As the mist rises over the river, researcher Bill Hopkins goes in search of a giant salamander called a hellbender that makes the river its home.
“I’m gonna noodle around, reach up under some rocks here, and see what we can find, but this looks pretty good right here‚" Hopkins said, as he stood in the middle of the stream with a diver’s mask and snorkel on his head.
He’s been studying the creatures for at least two decades.
Hellbenders live under rocks, hugging the bottom with sticky toes - making them hard to find. Yet after all those years, Hopkins has a pretty good idea where to look.
Though he finds one rather quickly, the chances of anyone finding one are declining.
“So hellbenders are in a lot of trouble. We know that they’ve been declining since at least the 1980s, probably longer, and they’ve disappeared from hundreds of streams across their range,” Hopkins said.
Hellbenders breathe through their skin, with unique folds along their body flowing in the current to increase their oxygen intake.
The creatures date back to the dinosaurs, so they’ve survived everything the world has thrown at them.
Hopkins and his team of researchers at Virginia Tech, where he is the Thomas H. Jones Professor of Wildlife Conservation, are trying to figure out why males, which guard their young for eight months, are suddenly abandoning their nests.
“And what we found is that in streams with degraded water quality, the males aren’t doing their job. They’re not taking care of those babies, and then all the babies die,” he explained.
A scan of this hellbender with a special electronic device shows it has a microchip, placed inside the animal in a previous trip to the river - so the team can compare its health to previous examinations. It’s a healthy hellbender. It’s about a foot and a half long, one of many measurements and observations he’ll record this day.

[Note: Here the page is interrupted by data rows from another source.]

//! Training configuration for staffdrill.
//!
//! Configuration follows a precedence chain:
//! 1. Environment variables (highest priority)
//! 2. Stored config (`<home>/config.toml`)
//! 3. Defaults (lowest priority)
//!
//! All configuration is optional. A missing file means both clefs over their
//! full range with both modes off.

use serde::{Deserialize, Serialize};
use std::env;
use std::path::PathBuf;

use crate::core::catalog;
use crate::core::pitch::{Clef, PitchRange};
use crate::error::{Result, StaffError};

/// Environment variable that overrides infinite mode.
pub const ENV_INFINITE: &str = "STAFFDRILL_INFINITE";

/// Environment variable that overrides four-note mode.
pub const ENV_FOUR_NOTE: &str = "STAFFDRILL_FOUR_NOTE";

/// Environment variable that overrides the home directory.
pub const ENV_HOME: &str = "STAFFDRILL_HOME";

/// What to practise and how.
#[derive(Debug, Clone, Serialize, Deserialize, PartialEq)]
#[serde(default)]
pub struct TrainingConfig {
    /// Clefs with items in the deck, in deck order. Never empty once normalized.
    pub enabled_clefs: Vec<Clef>,
    /// Practise every item regardless of schedule.
    pub infinite_mode: bool,
    /// Present four items at a time and grade them together.
    pub four_note_mode: bool,
    /// Practice range per clef.
    pub ranges: ClefRanges,
}

impl Default for TrainingConfig {
    fn default() -> Self {
        Self {
            enabled_clefs: Clef::all().to_vec(),
            infinite_mode: false,
            four_note_mode: false,
            ranges: ClefRanges::default(),
        }
    }
}

/// Optional practice range for each clef.
///
/// A clef without a range uses [`catalog::default_range`]. A missing
/// `[ranges]` table means both defaults; a table naming one clef leaves the
/// other unset.
#[derive(Debug, Clone, Serialize, Deserialize, PartialEq)]
pub struct ClefRanges {
    #[serde(default, skip_serializing_if = "Option::is_none")]
    pub treble: Option<PitchRange>,
    #[serde(default, skip_serializing_if = "Option::is_none")]
    pub bass: Option<PitchRange>,
}

impl Default for ClefRanges {
    fn default() -> Self {
        Self {
            treble: Some(catalog::default_range(Clef::Treble)),
            bass: Some(catalog::default_range(Clef::Bass)),
        }
    }
}

impl ClefRanges {
    /// Configured range for a clef.
    pub fn get(&self, clef: Clef) -> Option<&PitchRange> {
        match clef {
            Clef::Treble => self.treble.as_ref(),
            Clef::Bass => self.bass.as_ref(),
        }
    }

    /// Range for a clef, falling back to the default.
    pub fn effective(&self, clef: Clef) -> PitchRange {
        self.get(clef)
            .cloned()
            .unwrap_or_else(|| catalog::default_range(clef))
    }

    /// Store a range in the slot of its clef.
    pub fn set(&mut self, range: PitchRange) {
        match range.clef {
            Clef::Treble => self.treble = Some(range),
            Clef::Bass => self.bass = Some(range),
        }
    }

    fn slot_mut(&mut self, clef: Clef) -> &mut Option<PitchRange> {
        match clef {
            Clef::Treble => &mut self.treble,
            Clef::Bass => &mut self.bass,
        }
    }
}

impl TrainingConfig {
    /// Parse a config from TOML and normalize it.
    pub fn from_toml(content: &str) -> Result<Self> {
        let mut config: TrainingConfig =
            toml::from_str(content).map_err(|e| StaffError::config(e.to_string()))?;
        config.normalize();
        Ok(config)
    }

    /// Serialize to pretty TOML.
    pub fn to_toml(&self) -> Result<String> {
        toml::to_string_pretty(self).map_err(|e| StaffError::config(e.to_string()))
    }

    /// Repair a config loaded from disk.
    ///
    /// Duplicate clefs are dropped, an empty clef list is reset to the
    /// default, and each range is tagged with the clef of its slot.
    pub fn normalize(&mut self) {
        let mut seen = Vec::with_capacity(self.enabled_clefs.len());
        for &clef in &self.enabled_clefs {
            if !seen.contains(&clef) {
                seen.push(clef);
            }
        }
        self.enabled_clefs = seen;

        if self.enabled_clefs.is_empty() {
            tracing::warn!("config enables no clefs, using default clef list");
            self.enabled_clefs = Clef::all().to_vec();
        }

        for &clef in Clef::all() {
            if let Some(range) = self.ranges.slot_mut(clef) {
                if range.clef != clef {
                    tracing::warn!(%clef, "range stored under the wrong clef, retagging");
                    range.clef = clef;
                }
                if let Err(err) = range.validate() {
                    tracing::warn!(%clef, %range, error = %err, "range will include the whole clef");
                }
            }
        }
    }

    /// Whether a clef is part of the deck.
    pub fn is_clef_enabled(&self, clef: Clef) -> bool {
        self.enabled_clefs.contains(&clef)
    }

    /// Enable or disable a clef.
    ///
    /// Returns false and leaves the config unchanged when asked to disable
    /// the last enabled clef.
    pub fn toggle_clef(&mut self, clef: Clef) -> bool {
        if let Some(pos) = self.enabled_clefs.iter().position(|&c| c == clef) {
            if self.enabled_clefs.len() == 1 {
                return false;
            }
            self.enabled_clefs.remove(pos);
        } else {
            self.enabled_clefs.push(clef);
        }
        true
    }

    /// Set the practice range of a clef after checking both labels.
    pub fn set_range(&mut self, range: PitchRange) -> Result<()> {
        let (low, high) = range.bounds()?;
        if low > high {
            return Err(StaffError::config(format!(
                "range {} for {} clef starts above its end",
                range, range.clef
            )));
        }
        self.ranges.set(range);
        Ok(())
    }

    /// Apply environment variable overrides.
    pub fn apply_env_overrides(&mut self) {
        if let Ok(val) = env::var(ENV_INFINITE) {
            match parse_flag(&val) {
                Some(flag) => self.infinite_mode = flag,
                None => tracing::warn!(
                    "invalid {} value '{}', expected true or false; keeping '{}'",
                    ENV_INFINITE,
                    val,
                    self.infinite_mode
                ),
            }
        }

        if let Ok(val) = env::var(ENV_FOUR_NOTE) {
            match parse_flag(&val) {
                Some(flag) => self.four_note_mode = flag,
                None => tracing::warn!(
                    "invalid {} value '{}', expected true or false; keeping '{}'",
                    ENV_FOUR_NOTE,
                    val,
                    self.four_note_mode
                ),
            }
        }
    }

    /// Changed values between two configs as (key, old, new).
    pub fn diff(&self, other: &TrainingConfig) -> Vec<(String, String, String)> {
        let mut changes = Vec::new();

        if self.enabled_clefs != other.enabled_clefs {
            changes.push((
                "enabled_clefs".to_string(),
                clef_list(&self.enabled_clefs),
                clef_list(&other.enabled_clefs),
            ));
        }

        for &clef in Clef::all() {
            let old = self.ranges.effective(clef);
            let new = other.ranges.effective(clef);
            if old != new {
                changes.push((format!("ranges.{}", clef), old.to_string(), new.to_string()));
            }
        }

        if self.infinite_mode != other.infinite_mode {
            changes.push((
                "infinite_mode".to_string(),
                self.infinite_mode.to_string(),
                other.infinite_mode.to_string(),
            ));
        }
        if self.four_note_mode != other.four_note_mode {
            changes.push((
                "four_note_mode".to_string(),
                self.four_note_mode.to_string(),
                other.four_note_mode.to_string(),
            ));
        }

        changes
    }

    /// Whether the deck would need rebuilding to reflect `other`.
    ///
    /// Mode flags only affect composition; clefs and ranges decide which
    /// items exist.
    pub fn changes_deck(&self, other: &TrainingConfig) -> bool {
        self.enabled_clefs != other.enabled_clefs
            || Clef::all()
                .iter()
                .any(|&clef| self.ranges.effective(clef) != other.ranges.effective(clef))
    }
}

fn clef_list(clefs: &[Clef]) -> String {
    clefs
        .iter()
        .map(Clef::as_str)
        .collect::<Vec<_>>()
        .join(",")
}

/// Parse a boolean flag as accepted on the command line and in the environment.
pub fn parse_flag(value: &str) -> Option<bool> {
    match value.trim().to_ascii_lowercase().as_str() {
        "true" | "1" | "yes" | "on" => Some(true),
        "false" | "0" | "no" | "off" => Some(false),
        _ => None,
    }
}

/// Named starting configurations.
pub mod presets {
    use super::TrainingConfig;
    use crate::core::pitch::{Clef, PitchRange};

    /// A named set of clefs and ranges.
    #[derive(Debug, Clone, Copy, PartialEq, Eq)]
    pub struct Preset {
        /// Name used on the command line.
        pub id: &'static str,
        /// Display name.
        pub name: &'static str,
        /// One-line description.
        pub description: &'static str,
        /// Treble range, if the preset includes the treble clef.
        pub treble: Option<(&'static str, &'static str)>,
        /// Bass range, if the preset includes the bass clef.
        pub bass: Option<(&'static str, &'static str)>,
    }

    const PRESETS: &[Preset] = &[
        Preset {
            id: "beginner",
            name: "Beginner",
            description: "Five notes around middle C in each clef",
            treble: Some(("C4", "G4")),
            bass: Some(("F3", "C4")),
        },
        Preset {
            id: "intermediate",
            name: "Intermediate",
            description: "Two octaves per clef",
            treble: Some(("C4", "C6")),
            bass: Some(("C2", "C4")),
        },
        Preset {
            id: "advanced",
            name: "Advanced",
            description: "Full range including ledger lines",
            treble: Some(("C4", "E6")),
            bass: Some(("E2", "G4")),
        },
        Preset {
            id: "treble-only",
            name: "Treble only",
            description: "Full treble range",
            treble: Some(("C4", "E6")),
            bass: None,
        },
        Preset {
            id: "bass-only",
            name: "Bass only",
            description: "Full bass range",
            treble: None,
            bass: Some(("E2", "G4")),
        },
    ];

    /// All presets in display order.
    pub fn all() -> &'static [Preset] {
        PRESETS
    }

    /// Look up a preset by id, ignoring case.
    pub fn find(id: &str) -> Option<&'static Preset> {
        PRESETS.iter().find(|p| p.id.eq_ignore_ascii_case(id.trim()))
    }

    impl Preset {
        /// Clefs the preset enables, in deck order.
        pub fn enabled_clefs(&self) -> Vec<Clef> {
            let mut clefs = Vec::new();
            if self.treble.is_some() {
                clefs.push(Clef::Treble);
            }
            if self.bass.is_some() {
                clefs.push(Clef::Bass);
            }
            clefs
        }

        /// A copy of `config` with this preset's clefs and ranges.
        ///
        /// Mode flags are kept.
        pub fn apply(&self, config: &TrainingConfig) -> TrainingConfig {
            let mut next = config.clone();
            next.enabled_clefs = self.enabled_clefs();
            next.ranges.treble = self
                .treble
                .map(|(start, end)| PitchRange::new(Clef::Treble, start, end));
            next.ranges.bass = self
                .bass
                .map(|(start, end)| PitchRange::new(Clef::Bass, start, end));
            next
        }
    }
}

/// Get the staffdrill home directory.
///
/// Uses `STAFFDRILL_HOME` if set and non-empty, else `~/.staffdrill`.
/// Without a home directory a per-user path under `/tmp` is used.
pub fn staffdrill_home() -> PathBuf {
    if let Ok(home) = env::var(ENV_HOME) {
        if home.is_empty() {
            tracing::warn!("{} is empty, using default", ENV_HOME);
        } else {
            let path = PathBuf::from(&home);
            if path.is_absolute() {
                return path;
            }
            if let Ok(canonical) = path.canonicalize() {
                return canonical;
            }
            tracing::warn!("{} is relative and doesn't exist, using as-is", ENV_HOME);
            return path;
        }
    }

    if let Some(home) = dirs::home_dir() {
        return home.join(".staffdrill");
    }

    let fallback = fallback_home();
    tracing::warn!("HOME not set, using fallback location: {}", fallback.display());
    fallback
}

#[cfg(unix)]
fn fallback_home() -> PathBuf {
    use std::os::unix::fs::MetadataExt;
    let uid = std::fs::metadata("/").map(|m| m.uid()).unwrap_or(0);
    PathBuf::from(format!("/tmp/staffdrill-{}", uid))
}

#[cfg(not(unix))]
fn fallback_home() -> PathBuf {
    std::env::temp_dir().join("staffdrill")
}

/// Path of the crash log written by the panic hook.
pub fn crash_log_path() -> PathBuf {
    staffdrill_home().join("crash.log")
}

“We always, when we do our health assessment, we always check for open wounds, any sort of distinguishing marks, any sort of missing toes,” he said.
Back at his lab, at Virginia Tech, Hopkins heads a pilot project raising baby hellbenders to release back into the wild.
Fortunately, there is still a solid population of hellbenders in Appalachia where cold, clear rivers meet the animal’s needs. Yet, it’s a bit of a mystery why their numbers are going down.
“They are highly specialized, which, unfortunately, makes them even more vulnerable to changes in the environment. And so they’ve been hanging on for millions of years. But something that we’re doing in the environment now in modern times is affecting them in unprecedented ways,” Hopkins explained.
Hellbenders are not exactly pretty. Yet they are harmless to people. And in a way, valuable as an early indicator of water quality issues, and somehow even more than that.
“You know, I think it’s so cool. This is an animal that is really a symbol of this region. If you think about Appalachia as this place with amazing biodiversity, from salamanders to fish to crayfish to ferns to mushrooms to millipedes, this is an amazing place. And I think... Hellbenders really, they’re sort of like the iconic figure for that biodiversity,” he said.
Though they are not yet listed on the endangered species list, Hopkins believes they will be in the next few years.
Although they are mostly unknown to the population at large, more and more people are learning about the species.
Coming up on June 26, 2026, the Salem RidgeYaks baseball team is hosting Hellbender Night to celebrate the unique wildlife of Southwest Virginia and support conservation efforts for the hellbender.
Hopkins’ research team will be there with information, and a portion of the proceeds from the game will support his research.